## Instructions to follow
Every record that appears below should be transcribed exactly.

## Supplied material
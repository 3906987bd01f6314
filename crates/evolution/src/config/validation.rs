//! Configuration validation.

use super::{Config, DbConfig};
use crate::error::{EvolutionError, Result};

/// Validate the configuration.
pub fn validate(config: &Config) -> Result<()> {
    for (name, app) in [
        ("system", &config.system),
        ("time", &config.time),
        ("legacy", &config.legacy),
    ] {
        if let Some(app) = app {
            validate_db(name, &app.database)?;
        }
    }

    // Transfer source and destination cannot be the same schema
    if let (Some(legacy), Some(time)) = (&config.legacy, &config.time) {
        let (src, dst) = (&legacy.database, &time.database);
        if src.host == dst.host && src.port == dst.port && src.target == dst.target {
            return Err(EvolutionError::Config(
                "legacy and time cannot be the same database".into(),
            ));
        }
    }

    if let Some(quant) = &config.quant {
        if quant.host.is_empty() {
            return Err(EvolutionError::Config("quant.host is required".into()));
        }
        if quant.port == 0 {
            return Err(EvolutionError::Config("quant.port is required".into()));
        }
    }

    validate_listen_addr(&config.server.addr)?;

    if config.transfer.user_id <= 0 {
        return Err(EvolutionError::Config(
            "transfer.user_id must be positive".into(),
        ));
    }

    Ok(())
}

/// Check that `addr` has the `host:port` shape. Host names are resolved
/// only when the server binds.
pub fn validate_listen_addr(addr: &str) -> Result<()> {
    let valid = match addr.rsplit_once(':') {
        Some((host, port)) => !host.is_empty() && port.parse::<u16>().is_ok(),
        None => false,
    };
    if valid {
        Ok(())
    } else {
        Err(EvolutionError::Config(format!(
            "server.addr must be host:port, got '{}'",
            addr
        )))
    }
}

fn validate_db(section: &str, db: &DbConfig) -> Result<()> {
    if db.host.is_empty() {
        return Err(EvolutionError::Config(format!(
            "{}.database.host is required",
            section
        )));
    }
    if db.user.is_empty() {
        return Err(EvolutionError::Config(format!(
            "{}.database.user is required",
            section
        )));
    }
    if db.target.is_empty() {
        return Err(EvolutionError::Config(format!(
            "{}.database.target is required",
            section
        )));
    }
    if db.r#type != "mysql" {
        return Err(EvolutionError::Config(format!(
            "{}.database.type must be 'mysql', got '{}'",
            section, db.r#type
        )));
    }
    if db.max_connections == 0 {
        return Err(EvolutionError::Config(format!(
            "{}.database.max_connections must be at least 1",
            section
        )));
    }
    Ok(())
}
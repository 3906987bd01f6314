//! `{code, data | message}` response envelope.

use axum::http::StatusCode;
use axum::response::{IntoResponse, Response};
use axum::Json;
use serde::Serialize;
use tracing::error;

use crate::error::EvolutionError;
use crate::rpc::RpcError;

/// Envelope code of a successful response.
pub const CODE_OK: i32 = 0;

#[derive(Debug, Serialize)]
pub struct Envelope<T> {
    pub code: i32,
    #[serde(skip_serializing_if = "Option::is_none")]
    pub data: Option<T>,
    #[serde(skip_serializing_if = "Option::is_none")]
    pub message: Option<String>,
}

/// Successful envelope around `data`.
pub fn ok<T: Serialize>(data: T) -> Json<Envelope<T>> {
    Json(Envelope {
        code: CODE_OK,
        data: Some(data),
        message: None,
    })
}

/// Failed request; the envelope code mirrors the HTTP status.
#[derive(Debug)]
pub struct ApiError {
    pub status: StatusCode,
    pub message: String,
}

impl ApiError {
    pub fn new(status: StatusCode, message: impl Into<String>) -> Self {
        Self {
            status,
            message: message.into(),
        }
    }

    pub fn unavailable(message: impl Into<String>) -> Self {
        Self::new(StatusCode::SERVICE_UNAVAILABLE, message)
    }
}

impl From<EvolutionError> for ApiError {
    fn from(e: EvolutionError) -> Self {
        let status = match &e {
            EvolutionError::NotFound { .. } => StatusCode::NOT_FOUND,
            EvolutionError::Config(_) => StatusCode::SERVICE_UNAVAILABLE,
            EvolutionError::Rpc(_) => StatusCode::BAD_GATEWAY,
            _ => StatusCode::INTERNAL_SERVER_ERROR,
        };
        if status.is_server_error() {
            error!("Request failed: {}", e.format_detailed());
        }
        Self::new(status, e.to_string())
    }
}

impl From<RpcError> for ApiError {
    fn from(e: RpcError) -> Self {
        EvolutionError::from(e).into()
    }
}

impl IntoResponse for ApiError {
    fn into_response(self) -> Response {
        let body = Envelope::<()> {
            code: i32::from(self.status.as_u16()),
            data: None,
            message: Some(self.message),
        };
        (self.status, Json(body)).into_response()
    }
}

/// Handler result.
pub type ApiResult<T> = std::result::Result<Json<Envelope<T>>, ApiError>;

#[cfg(test)]
mod tests {
    use super::*;

    #[test]
    fn test_ok_envelope_has_no_message() {
        let Json(body) = ok(vec![1, 2]);
        let json = serde_json::to_value(&body).unwrap();
        assert_eq!(json, serde_json::json!({"code": 0, "data": [1, 2]}));
    }

    #[test]
    fn test_not_found_maps_to_404() {
        let err = ApiError::from(EvolutionError::NotFound {
            entity: "user",
            id: 9,
        });
        assert_eq!(err.status, StatusCode::NOT_FOUND);
        assert!(err.message.contains('9'));
    }

    #[test]
    fn test_rpc_error_maps_to_bad_gateway() {
        let err = ApiError::from(RpcError::Remote("down".to_string()));
        assert_eq!(err.status, StatusCode::BAD_GATEWAY);
    }
}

## Exercise output
repository 3906987bd01f6314
filename crates/evolution/src/config/validation.rs
//! Configuration validation.

use super::{Config, DbConfig};
use crate::error::{EvolutionError, Result};

/// Validate the configuration.
pub fn validate(config: &Config) -> Result<()> {
    for (name, app) in [
        ("system", &config.system),
        ("time", &config.time),
        ("legacy", &config.legacy),
    ] {
        if let Some(app) = app {
            validate_db(name, &app.database)?;
        }
    }

    // Transfer source and destination cannot be the same schema
    if let (Some(legacy), Some(time)) = (&config.legacy, &config.time) {
        let (src, dst) = (&legacy.database, &time.database);
        if src.host == dst.host && src.port == dst.port && src.target == dst.target {
            return Err(EvolutionError::Config(
                "legacy and time cannot be the same database".into(),
            ));
        }
    }

    if let Some(quant) = &config.quant {
        if quant.host.is_empty() {
            return Err(EvolutionError::Config("quant.host is required".into()));
        }
        if quant.port == 0 {
            return Err(EvolutionError::Config("quant.port is required".into()));
        }
    }

    validate_listen_addr(&config.server.addr)?;

    if config.transfer.user_id <= 0 {
        return Err(EvolutionError::Config(
            "transfer.user_id must be positive".into(),
        ));
    }

    Ok(())
}

/// Check that `addr` has the `host:port` shape. Host names are resolved
/// only when the server binds.
pub fn validate_listen_addr(addr: &str) -> Result<()> {
    let valid = match addr.rsplit_once(':') {
        Some((host, port)) => !host.is_empty() && port.parse::<u16>().is_ok(),
        None => false,
    };
    if valid {
        Ok(())
    } else {
        Err(EvolutionError::Config(format!(
            "server.addr must be host:port, got '{}'",
            addr
        )))
    }
}

fn validate_db(section: &str, db: &DbConfig) -> Result<()> {
    if db.host.is_empty() {
        return Err(EvolutionError::Config(format!(
            "{}.database.host is required",
            section
        )));
    }
    if db.user.is_empty() {
        return Err(EvolutionError::Config(format!(
            "{}.database.user is required",
            section
        )));
    }
    if db.target.is_empty() {
        return Err(EvolutionError::Config(format!(
            "{}.database.target is required",
            section
        )));
    }
    if db.r#type != "mysql" {
        return Err(EvolutionError::Config(format!(
            "{}.database.type must be 'mysql', got '{}'",
            section, db.r#type
        )));
    }
    if db.max_connections == 0 {
        return Err(EvolutionError::Config(format!(
            "{}.database.max_connections must be at least 1",
            section
        )));
    }
    Ok(())
}
repository 3906987bd01f6314
//! `{code, data | message}` response envelope.

use axum::http::StatusCode;
use axum::response::{IntoResponse, Response};
use axum::Json;
use serde::Serialize;
use tracing::error;

use crate::error::EvolutionError;
use crate::rpc::RpcError;

/// Envelope code of a successful response.
pub const CODE_OK: i32 = 0;

#[derive(Debug, Serialize)]
pub struct Envelope<T> {
    pub code: i32,
    #[serde(skip_serializing_if = "Option::is_none")]
    pub data: Option<T>,
    #[serde(skip_serializing_if = "Option::is_none")]
    pub message: Option<String>,
}

/// Successful envelope around `data`.
pub fn ok<T: Serialize>(data: T) -> Json<Envelope<T>> {
    Json(Envelope {
        code: CODE_OK,
        data: Some(data),
        message: None,
    })
}

/// Failed request; the envelope code mirrors the HTTP status.
#[derive(Debug)]
pub struct ApiError {
    pub status: StatusCode,
    pub message: String,
}

impl ApiError {
    pub fn new(status: StatusCode, message: impl Into<String>) -> Self {
        Self {
            status,
            message: message.into(),
        }
    }

    pub fn unavailable(message: impl Into<String>) -> Self {
        Self::new(StatusCode::SERVICE_UNAVAILABLE, message)
    }
}

impl From<EvolutionError> for ApiError {
    fn from(e: EvolutionError) -> Self {
        let status = match &e {
            EvolutionError::NotFound { .. } => StatusCode::NOT_FOUND,
            EvolutionError::Config(_) => StatusCode::SERVICE_UNAVAILABLE,
            EvolutionError::Rpc(_) => StatusCode::BAD_GATEWAY,
            _ => StatusCode::INTERNAL_SERVER_ERROR,
        };
        if status.is_server_error() {
            error!("Request failed: {}", e.format_detailed());
        }
        Self::new(status, e.to_string())
    }
}

impl From<RpcError> for ApiError {
    fn from(e: RpcError) -> Self {
        EvolutionError::from(e).into()
    }
}

impl IntoResponse for ApiError {
    fn into_response(self) -> Response {
        let body = Envelope::<()> {
            code: i32::from(self.status.as_u16()),
            data: None,
            message: Some(self.message),
        };
        (self.status, Json(body)).into_response()
    }
}

/// Handler result.
pub type ApiResult<T> = std::result::Result<Json<Envelope<T>>, ApiError>;

#[cfg(test)]
mod tests {
    use super::*;

    #[test]
    fn test_ok_envelope_has_no_message() {
        let Json(body) = ok(vec![1, 2]);
        let json = serde_json::to_value(&body).unwrap();
        assert_eq!(json, serde_json::json!({"code": 0, "data": [1, 2]}));
    }

    #[test]
    fn test_not_found_maps_to_404() {
        let err = ApiError::from(EvolutionError::NotFound {
            entity: "user",
            id: 9,
        });
        assert_eq!(err.status, StatusCode::NOT_FOUND);
        assert!(err.message.contains('9'));
    }

    #[test]
    fn test_rpc_error_maps_to_bad_gateway() {
        let err = ApiError::from(RpcError::Remote("down".to_string()));
        assert_eq!(err.status, StatusCode::BAD_GATEWAY);
    }
}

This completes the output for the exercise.